Dataset entries:
*****

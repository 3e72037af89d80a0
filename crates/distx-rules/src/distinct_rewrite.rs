//! # Distinct Aggregate Rewrite
//!
//! The staging rule can only plan DISTINCT aggregates that all deduplicate the
//! same plain column, with nothing else computed alongside. Everything else is
//! lowered here:
//!
//! - distinct arguments that differ, are computed expressions, or a forced one-
//!   or two-stage plan: `count(DISTINCT x)` becomes `multi_distinct_count(x)` and
//!   `sum(DISTINCT x)` becomes `multi_distinct_sum(x)`, which deduplicate inside
//!   the aggregate state;
//! - DISTINCT and plain aggregates over one distinct column `d`: an inner aggregate
//!   grouped by `G ∪ {d}` computes partial plain aggregates, and an outer
//!   aggregate grouped by `G` combines them and counts `d`.

use distx_core::config::AggStageOverride;
use distx_core::error::Result;
use distx_core::expr::*;
use distx_core::pattern::Pattern;
use distx_core::plan::LogicalPlan;
use distx_core::rule::{OptContext, Rule, RuleType};
use tracing::debug;

pub struct DistinctAggregateRewriteRule;

impl Rule for DistinctAggregateRewriteRule {
    fn name(&self) -> &str {
        "DistinctAggregateRewrite"
    }

    fn rule_type(&self) -> RuleType {
        RuleType::Transformation
    }

    fn pattern(&self) -> Pattern {
        Pattern::aggregate()
    }

    fn transform(&self, plan: &LogicalPlan, ctx: &mut OptContext) -> Result<Option<LogicalPlan>> {
        let LogicalOp::Aggregate {
            group_by,
            aggregates,
        } = &plan.op
        else {
            return Ok(None);
        };
        let Some(child) = plan.children.first() else {
            return Ok(None);
        };
        let distinct: Vec<&AggExpr> = aggregates.iter().filter(|a| a.distinct).collect();
        let Some(first) = distinct.first() else {
            return Ok(None);
        };

        let forced_multi = matches!(
            ctx.config.distinct_agg_stage_count_override,
            AggStageOverride::One | AggStageOverride::Two
        );
        let same_args = distinct.iter().all(|a| a.arg == first.arg);
        let distinct_column = match &first.arg {
            Some(Expr::Column(c)) if same_args => Some(c.clone()),
            _ => None,
        };

        let Some(distinct_column) = distinct_column.filter(|_| !forced_multi) else {
            debug!("Rewriting {} distinct aggregates to multi-distinct combinators", distinct.len());
            return Ok(Some(multi_distinct(plan, group_by, aggregates, child, ctx)));
        };
        if distinct.len() == aggregates.len() {
            return Ok(None);
        }
        match split_aggregate(plan, group_by, aggregates, &distinct_column, child, ctx) {
            Some(rewritten) => {
                debug!("Split mixed distinct aggregation on {}", distinct_column);
                Ok(Some(rewritten))
            }
            // partial multi-distinct states cannot be combined across levels
            None => Ok(Some(multi_distinct(plan, group_by, aggregates, child, ctx))),
        }
    }
}

/// Replace every DISTINCT aggregate by a combinator that deduplicates in its state.
fn multi_distinct(
    plan: &LogicalPlan,
    group_by: &[ColumnRef],
    aggregates: &[AggExpr],
    child: &LogicalPlan,
    ctx: &mut OptContext,
) -> LogicalPlan {
    let mut rewritten = Vec::with_capacity(aggregates.len());
    let mut finals: Vec<(ColumnRef, Expr)> = Vec::new();
    for agg in aggregates {
        if !agg.distinct {
            rewritten.push(agg.clone());
            continue;
        }
        let with = |func: AggFunc, output: ColumnRef| AggExpr {
            func,
            arg: agg.arg.clone(),
            distinct: false,
            output,
        };
        match agg.func {
            AggFunc::Count => rewritten.push(with(AggFunc::MultiDistinctCount, agg.output.clone())),
            AggFunc::Sum => rewritten.push(with(AggFunc::MultiDistinctSum, agg.output.clone())),
            AggFunc::Avg => {
                let sum = ctx.create_column("multi_distinct_sum");
                let count = ctx.create_column("multi_distinct_count");
                rewritten.push(with(AggFunc::MultiDistinctSum, sum.clone()));
                rewritten.push(with(AggFunc::MultiDistinctCount, count.clone()));
                finals.push((agg.output.clone(), divide(&sum, &count)));
            }
            // min and max ignore duplicates
            func => rewritten.push(with(func, agg.output.clone())),
        }
    }

    let aggregate = LogicalPlan::aggregate(group_by.to_vec(), rewritten, child.clone());
    if finals.is_empty() {
        return aggregate;
    }
    LogicalPlan::project(restore_outputs(plan, &finals), aggregate)
}

/// `Aggregate(G; distinct over d, plain aggregates)` →
/// `Aggregate(G; combinators) <- Aggregate(G ∪ {d}; partials)`.
fn split_aggregate(
    plan: &LogicalPlan,
    group_by: &[ColumnRef],
    aggregates: &[AggExpr],
    distinct_column: &ColumnRef,
    child: &LogicalPlan,
    ctx: &mut OptContext,
) -> Option<LogicalPlan> {
    let mut inner_group_by = group_by.to_vec();
    if !inner_group_by.iter().any(|g| g.id == distinct_column.id) {
        inner_group_by.push(distinct_column.clone());
    }

    let mut inner = Vec::new();
    let mut outer = Vec::new();
    let mut finals: Vec<(ColumnRef, Expr)> = Vec::new();
    for agg in aggregates {
        if agg.distinct {
            // one row per distinct value already: aggregate the column plainly
            outer.push(AggExpr {
                func: agg.func,
                arg: Some(Expr::col(distinct_column)),
                distinct: false,
                output: agg.output.clone(),
            });
            continue;
        }
        let mut partial = |ctx: &mut OptContext, func: AggFunc| {
            let output = ctx.create_column(func.to_string());
            inner.push(AggExpr {
                func,
                arg: agg.arg.clone(),
                distinct: false,
                output: output.clone(),
            });
            output
        };
        match agg.func {
            AggFunc::Count if group_by.is_empty() => {
                // summing no partial counts gives NULL where the count is 0
                let p = partial(ctx, AggFunc::Count);
                let merged = ctx.create_column("count");
                outer.push(AggExpr::new(AggFunc::Sum, Expr::col(&p), merged.clone()));
                finals.push((agg.output.clone(), coalesce_zero(&merged)));
            }
            AggFunc::Count | AggFunc::Sum => {
                let p = partial(ctx, agg.func);
                outer.push(AggExpr::new(AggFunc::Sum, Expr::col(&p), agg.output.clone()));
            }
            AggFunc::Min | AggFunc::Max => {
                let p = partial(ctx, agg.func);
                outer.push(AggExpr::new(agg.func, Expr::col(&p), agg.output.clone()));
            }
            AggFunc::Avg => {
                let s = partial(ctx, AggFunc::Sum);
                let c = partial(ctx, AggFunc::Count);
                let total = ctx.create_column("sum");
                let rows = ctx.create_column("count");
                outer.push(AggExpr::new(AggFunc::Sum, Expr::col(&s), total.clone()));
                outer.push(AggExpr::new(AggFunc::Sum, Expr::col(&c), rows.clone()));
                finals.push((agg.output.clone(), divide(&total, &rows)));
            }
            AggFunc::MultiDistinctCount | AggFunc::MultiDistinctSum => return None,
        }
    }

    let inner = LogicalPlan::aggregate(inner_group_by, inner, child.clone());
    let outer = LogicalPlan::aggregate(group_by.to_vec(), outer, inner);
    if finals.is_empty() {
        return Some(outer);
    }
    Some(LogicalPlan::project(restore_outputs(plan, &finals), outer))
}

fn coalesce_zero(column: &ColumnRef) -> Expr {
    Expr::Function {
        name: "coalesce".to_string(),
        args: vec![Expr::col(column), Expr::int(0)],
    }
}

fn divide(numerator: &ColumnRef, denominator: &ColumnRef) -> Expr {
    Expr::binary(BinaryOp::Div, Expr::col(numerator), Expr::col(denominator))
}

/// Projection restoring the original aggregate's output columns, with averages
/// computed from their sum and count and global counts defaulted to 0.
fn restore_outputs(plan: &LogicalPlan, finals: &[(ColumnRef, Expr)]) -> Vec<(ColumnRef, Expr)> {
    plan.output_columns()
        .into_iter()
        .map(|c| {
            let expr = finals
                .iter()
                .find(|(out, _)| out.id == c.id)
                .map(|(_, e)| e.clone())
                .unwrap_or_else(|| Expr::col(&c));
            (c, expr)
        })
        .collect()
}
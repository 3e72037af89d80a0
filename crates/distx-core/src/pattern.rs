//! # Declarative Pattern Matching for Optimization Rules
//!
//! Each optimization rule declares a `Pattern` that describes the shape of plans it
//! can rewrite or implement. Before applying a rule, the engine checks the pattern
//! against the current plan node so `transform`/`implement` are only called on
//! matching input.
//!
//! ## Pattern Language
//!
//! - `Pattern::Operator(kind, children)`: matches a node whose operator has the given
//!   kind and whose children match the given child patterns one by one.
//! - `Pattern::Node(kind)`: matches a node of the given kind with any number of
//!   children. Used by implementation rules and by N-ary operators.
//! - `Pattern::Any`: matches any subtree.
//! - `Pattern::Leaf`: matches only nodes without children.
//!
//! Common patterns have named constructors (e.g., `Pattern::join()`,
//! `Pattern::filter()`) to reduce boilerplate in rule definitions.

use crate::expr::LogicalOpKind;
use crate::plan::LogicalPlan;

/// Pattern for matching logical plan nodes.
#[derive(Debug, Clone)]
pub enum Pattern {
    /// Match an operator with child patterns.
    Operator(LogicalOpKind, Vec<Pattern>),
    /// Match an operator regardless of its children.
    Node(LogicalOpKind),
    /// Match any subtree.
    Any,
    /// Match a leaf node (no children).
    Leaf,
}

impl Pattern {
    /// Match a logical join with two any-children.
    pub fn join() -> Self {
        Pattern::Operator(LogicalOpKind::Join, vec![Pattern::Any, Pattern::Any])
    }

    /// Match a logical scan.
    pub fn scan() -> Self {
        Pattern::Operator(LogicalOpKind::Scan, vec![])
    }

    /// Match a logical filter with one child.
    pub fn filter() -> Self {
        Pattern::Operator(LogicalOpKind::Filter, vec![Pattern::Any])
    }

    /// Match a logical aggregate.
    pub fn aggregate() -> Self {
        Pattern::Operator(LogicalOpKind::Aggregate, vec![Pattern::Any])
    }

    /// Match an aggregate directly on top of a repeat.
    pub fn aggregate_repeat() -> Self {
        Pattern::Operator(
            LogicalOpKind::Aggregate,
            vec![Pattern::Operator(LogicalOpKind::Repeat, vec![Pattern::Any])],
        )
    }

    /// Match a project with one child.
    pub fn project() -> Self {
        Pattern::Operator(LogicalOpKind::Project, vec![Pattern::Any])
    }

    /// Match any node of the given kind.
    pub fn node(kind: LogicalOpKind) -> Self {
        Pattern::Node(kind)
    }
}

/// Check if a plan node matches a pattern.
pub fn matches(plan: &LogicalPlan, pattern: &Pattern) -> bool {
    match pattern {
        Pattern::Any => true,
        Pattern::Leaf => plan.children.is_empty(),
        Pattern::Node(kind) => plan.op.kind() == *kind,
        Pattern::Operator(kind, child_patterns) => {
            if plan.op.kind() != *kind {
                return false;
            }
            if plan.children.len() != child_patterns.len() {
                return false;
            }
            plan.children
                .iter()
                .zip(child_patterns.iter())
                .all(|(child, p)| matches(child, p))
        }
    }
}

*****

Exercise requirements:
Among the entries above, find every line holding "matches" and copy it.

Response box:
        let forced_multi = matches!(
//! - `Pattern::Operator(kind, children)`: matches a node whose operator has the given
//! - `Pattern::Node(kind)`: matches a node of the given kind with any number of
//! - `Pattern::Any`: matches any subtree.
//! - `Pattern::Leaf`: matches only nodes without children.
/// Check if a plan node matches a pattern.
pub fn matches(plan: &LogicalPlan, pattern: &Pattern) -> bool {
                .all(|(child, p)| matches(child, p))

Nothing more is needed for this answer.